Housing wins the war


The War for Wellington is over, and there is one overwhelming winner: housing. 

There is no other way of putting it. The new Wellington District Plan is the biggest, fattest W in the history of the pro-housing movement in this country. For the Yimbys, the New City, the progressives, the urbanists, a City for People, for anyone who wants to own a townhouse or apartment in Wellington, this is an enormous, unprecedented victory. 

In the stroke of a pen (and a six-hour meeting with many tedious amendment votes), Wellington has moved from the most restrictive housing market in New Zealand to the most permissive. 

The Auckland Unitary Plan in 2016 kicked off an enormous boom of housing development across our largest city. It enabled tens of thousands of new townhouses and apartments, doubling the rate of construction and reducing the costs of rent in real terms compared to the rest of the country. 

The new Wellington District Plan is more significant and more ambitious than the AUP. It allows denser buildings, more townhouses and more buildings on each section of land. These new rules will allow Wellington to finally become the city it already thinks it is: urbane, inclusive, progressive and vibrant. This is the greatest urbanist achievement New Zealand has ever seen.

There were 26 proposed amendments on Thursday, and the Yimbys won every single one of them. Even watching from inside the room, it felt unbelievable, almost impossible. Wellington is a city that has been dominated for decades by the Old Town, a faction of powerful, wealthy residents who will do anything to prevent density and stop any change to the neighbourhoods they hold so dear. 

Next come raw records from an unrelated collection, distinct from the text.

//! Builder API for ergonomic Project construction.
//!
//! Provides a fluent interface for building projects layer by layer.
//! Units are placed where the project's schema generation keeps them.
//!
//! # Example
//!
//! ```rust
//! use gis_project::model::builder::ProjectBuilder;
//! use gis_project::{RecordSetDataType, SchemaVersion, Shape, SourceType};
//!
//! let project = ProjectBuilder::new(SchemaVersion::V2_0)
//!     .name("Quarry survey")
//!     .default_proj("EPSG:27700")
//!     .recordset(RecordSetDataType::Raster, |rs| rs
//!         .id("dem")
//!         .source("terrain/dem.tif")
//!         .properties(|p| p.source_type(SourceType::File).read_only(true))
//!     )
//!     .recordset(RecordSetDataType::Point, |rs| rs
//!         .id("wells")
//!         .source("wells.geojson")
//!         .unit("well", |u| u.shape(Shape::Cylinder).texture_image("tex/well.png"))
//!     )
//!     .build();
//!
//! assert_eq!(project.recordsets.len(), 2);
//! assert!(project.recordsets[1].units.contains_key("well"));
//! ```

use serde_json::{Map, Value};

use crate::model::{
    BoreholeData, Color, ColorMode, DataUnit, GeoPoint, Project, Properties, RecordSet,
    RecordSetDataType, SchemaVersion, Shape, SourceType, Transform, Unit, Units, VersionedField,
};

/// Builder for constructing a Project with recordsets.
#[derive(Debug, Clone)]
pub struct ProjectBuilder {
    project: Project,
}

impl ProjectBuilder {
    /// Creates a new ProjectBuilder for the given schema generation.
    pub fn new(version: SchemaVersion) -> Self {
        Self {
            project: Project::new(version),
        }
    }

    /// Sets the project name.
    pub fn name(mut self, name: impl Into<String>) -> Self {
        self.project.name = Some(name.into());
        self
    }

    /// Sets the spatial origin.
    pub fn origin(mut self, origin: GeoPoint) -> Self {
        self.project.origin = Some(origin);
        self
    }

    /// Adds a scale factor.
    pub fn scale(mut self, scale: f64) -> Self {
        self.project.scales.push(scale);
        self
    }

    /// Sets the default projection string.
    pub fn default_proj(mut self, proj: impl Into<String>) -> Self {
        self.project.default_proj = Some(proj.into());
        self
    }

    /// Sets the grid scale.
    pub fn grid_scale(mut self, grid_scale: f64) -> Self {
        self.project.grid_scale = Some(grid_scale);
        self
    }

    /// Adds a saved camera position.
    pub fn camera(mut self, camera: GeoPoint) -> Self {
        self.project.cameras.push(camera);
        self
    }

    /// Adds a recordset using a builder function.
    pub fn recordset<F>(mut self, datatype: RecordSetDataType, f: F) -> Self
    where
        F: FnOnce(RecordSetBuilder) -> RecordSetBuilder,
    {
        let builder = f(RecordSetBuilder::new(self.project.version, datatype));
        self.project.recordsets.push(builder.build());
        self
    }

    /// Adds an already built recordset.
    pub fn push_recordset(mut self, recordset: RecordSet) -> Self {
        self.project.recordsets.push(recordset);
        self
    }

    /// Returns the number of recordsets added so far.
    pub fn recordset_count(&self) -> usize {
        self.project.recordsets.len()
    }

    /// Builds the final Project.
    pub fn build(self) -> Project {
        self.project
    }
}

/// Builder for one recordset.
#[derive(Debug, Clone)]
pub struct RecordSetBuilder {
    version: SchemaVersion,
    recordset: RecordSet,
}

impl RecordSetBuilder {
    /// Creates a builder for a recordset of the given generation and datatype.
    ///
    /// Older generations get the required-with-default color mode.
    pub fn new(version: SchemaVersion, datatype: RecordSetDataType) -> Self {
        let mut recordset = RecordSet::new(datatype);
        if version.supports(VersionedField::ColorMode) {
            recordset.properties.color_mode = Some(ColorMode::default());
        }
        Self { version, recordset }
    }

    pub fn id(mut self, id: impl Into<String>) -> Self {
        self.recordset.id = Some(id.into());
        self
    }

    pub fn display_name(mut self, name: impl Into<String>) -> Self {
        self.recordset.display_name = Some(name.into());
        self
    }

    pub fn source(mut self, source: impl Into<String>) -> Self {
        self.recordset.source = Some(source.into());
        self
    }

    pub fn position(mut self, position: GeoPoint) -> Self {
        self.recordset.position = Some(position);
        self
    }

    pub fn transform(mut self, transform: Transform) -> Self {
        self.recordset.transform = Some(transform);
        self
    }

    pub fn proj4(mut self, proj4: impl Into<String>) -> Self {
        self.recordset.proj4 = Some(proj4.into());
        self
    }

    pub fn visible(mut self, visible: bool) -> Self {
        self.recordset.visible = visible;
        self
    }

    /// Configures the properties block.
    pub fn properties<F>(mut self, f: F) -> Self
    where
        F: FnOnce(PropertiesBuilder) -> PropertiesBuilder,
    {
        let properties = std::mem::take(&mut self.recordset.properties);
        self.recordset.properties = f(PropertiesBuilder { properties }).properties;
        self
    }

    /// Adds a unit of symbology, under `properties` or on the recordset
    /// depending on the generation.
    pub fn unit<F>(mut self, name: impl Into<String>, f: F) -> Self
    where
        F: FnOnce(UnitBuilder) -> UnitBuilder,
    {
        let unit = f(UnitBuilder::default()).build();
        self.units_mut().insert(name.into(), unit);
        self
    }

    /// Adds a named data unit (newest generation).
    pub fn data_unit(mut self, name: impl Into<String>, units: Units) -> Self {
        self.recordset.data_units.push(DataUnit {
            name: Some(name.into()),
            units,
        });
        self
    }

    fn units_mut(&mut self) -> &mut Units {
        if self.version.supports(VersionedField::PropertiesUnits) {
            &mut self.recordset.properties.units
        } else {
            &mut self.recordset.units
        }
    }

    /// Builds the final RecordSet.
    pub fn build(self) -> RecordSet {
        self.recordset
    }
}

/// Builder for a properties block.
#[derive(Debug, Clone, Default)]
pub struct PropertiesBuilder {
    properties: Properties,
}

impl PropertiesBuilder {
    pub fn dem(mut self, dem: impl Into<String>) -> Self {
        self.properties.dem = Some(dem.into());
        self
    }

    pub fn header_string(mut self, header: impl Into<String>) -> Self {
        self.properties.header_string = Some(header.into());
        self
    }

    pub fn color_mode(mut self, mode: ColorMode) -> Self {
        self.properties.color_mode = Some(mode);
        self
    }

    pub fn color_interp(mut self, interp: Map<String, Value>) -> Self {
        self.properties.color_interp = Some(interp);
        self
    }

    /// Appends a filter stage.
    pub fn filter(mut self, stage: Map<String, Value>) -> Self {
        self.properties.filter.push(stage);
        self
    }

    pub fn bbox(mut self, bbox: [f64; 4]) -> Self {
        self.properties.bbox = Some(bbox);
        self
    }

    pub fn source_type(mut self, source_type: SourceType) -> Self {
        self.properties.source_type = source_type;
        self
    }

    pub fn read_only(mut self, read_only: bool) -> Self {
        self.properties.read_only = read_only;
        self
    }

    pub fn map_scale(mut self, map_scale: i32) -> Self {
        self.properties.map_scale = map_scale;
        self
    }

    pub fn map_size(mut self, map_size: i32) -> Self {
        self.properties.map_size = map_size;
        self
    }

    pub fn image_folder(mut self, folder: impl Into<String>) -> Self {
        self.properties.image_folder = Some(folder.into());
        self
    }

    pub fn bh_data(mut self, bh_data: BoreholeData) -> Self {
        self.properties.bh_data = Some(bh_data);
        self
    }

    pub fn hide_sublayer(mut self, name: impl Into<String>) -> Self {
        self.properties
            .hide_sublayers
            .get_or_insert_with(Vec::new)
            .push(name.into());
        self
    }
}

/// Builder for a unit of symbology.
#[derive(Debug, Clone, Default)]
pub struct UnitBuilder {
    unit: Unit,
}

impl UnitBuilder {
    pub fn color(mut self, color: Color) -> Self {
        self.unit.color = Some(color);
        self
    }

    pub fn shape(mut self, shape: Shape) -> Self {
        self.unit.shape = Some(shape);
        self
    }

    pub fn transform(mut self, transform: Transform) -> Self {
        self.unit.transform = Some(transform);
        self
    }

    pub fn label(mut self, label: impl Into<String>) -> Self {
        self.unit.label = Some(label.into());
        self
    }

    pub fn texture_image(mut self, texture: impl Into<String>) -> Self {
        self.unit.texture_image = Some(texture.into());
        self
    }

    /// Builds the final Unit.
    pub fn build(self) -> Unit {
        self.unit
    }
}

The room where it happened (Photo: Joel MacManus)

There’s actually very little to analyse here. The meeting wasn’t subtle. It wasn’t complex. The Labour, Green and pro-housing independent councillors romped home. The independent hearings panel’s recommendations were so anti-housing they inspired a backlash, giving progressive councillors political cover to push for even denser housing than would have previously been possible. It was an overwhelmingly one-sided affair. But there are a few points that are worth a deeper dive. 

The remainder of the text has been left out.